What needs to be done: All lines of the data shown below should be output exactly as they stand.

——————————

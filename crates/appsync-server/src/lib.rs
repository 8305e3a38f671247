// Copyright (C) 2025 SyncMyOrders Sp. z o.o.
// SPDX-License-Identifier: AGPL-3.0-or-later
//! appsync-server - HTTP API of appsync
//!
//! | Route | RPC |
//! |-------|-----|
//! | `POST /v1/install-app` | InstallApp |
//! | `POST /v1/terminate-app` | TerminateApp |
//! | `POST /v1/update-app` | UpdateApp |
//! | `POST /v1/read-app` | ReadApp |
//! | `GET /v1/ready-notify/{app_context_id}` | ReadyNotify (Server-Sent Events) |
//! | `POST /v1/controllers/{controller}/update-app-context` | UpdateAppContext |
//! | `POST /v1/clm-controller-event` | ClmControllerEvent |

pub mod config;
pub mod handlers;
pub mod inventory;
pub mod server;

pub use config::{Config, ConfigError};
pub use handlers::{AppState, RpcReply};
pub use server::{ServerError, router, serve};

——————————

Expected output:
filename crates/appsync-server/src/lib.rs
repository 8305e3a38f671247
// Copyright (C) 2025 SyncMyOrders Sp. z o.o.
// SPDX-License-Identifier: AGPL-3.0-or-later
//! appsync-server - HTTP API of appsync
//!
//! | Route | RPC |
//! |-------|-----|
//! | `POST /v1/install-app` | InstallApp |
//! | `POST /v1/terminate-app` | TerminateApp |
//! | `POST /v1/update-app` | UpdateApp |
//! | `POST /v1/read-app` | ReadApp |
//! | `GET /v1/ready-notify/{app_context_id}` | ReadyNotify (Server-Sent Events) |
//! | `POST /v1/controllers/{controller}/update-app-context` | UpdateAppContext |
//! | `POST /v1/clm-controller-event` | ClmControllerEvent |

pub mod config;
pub mod handlers;
pub mod inventory;
pub mod server;

pub use config::{Config, ConfigError};
pub use handlers::{AppState, RpcReply};
pub use server::{ServerError, router, serve};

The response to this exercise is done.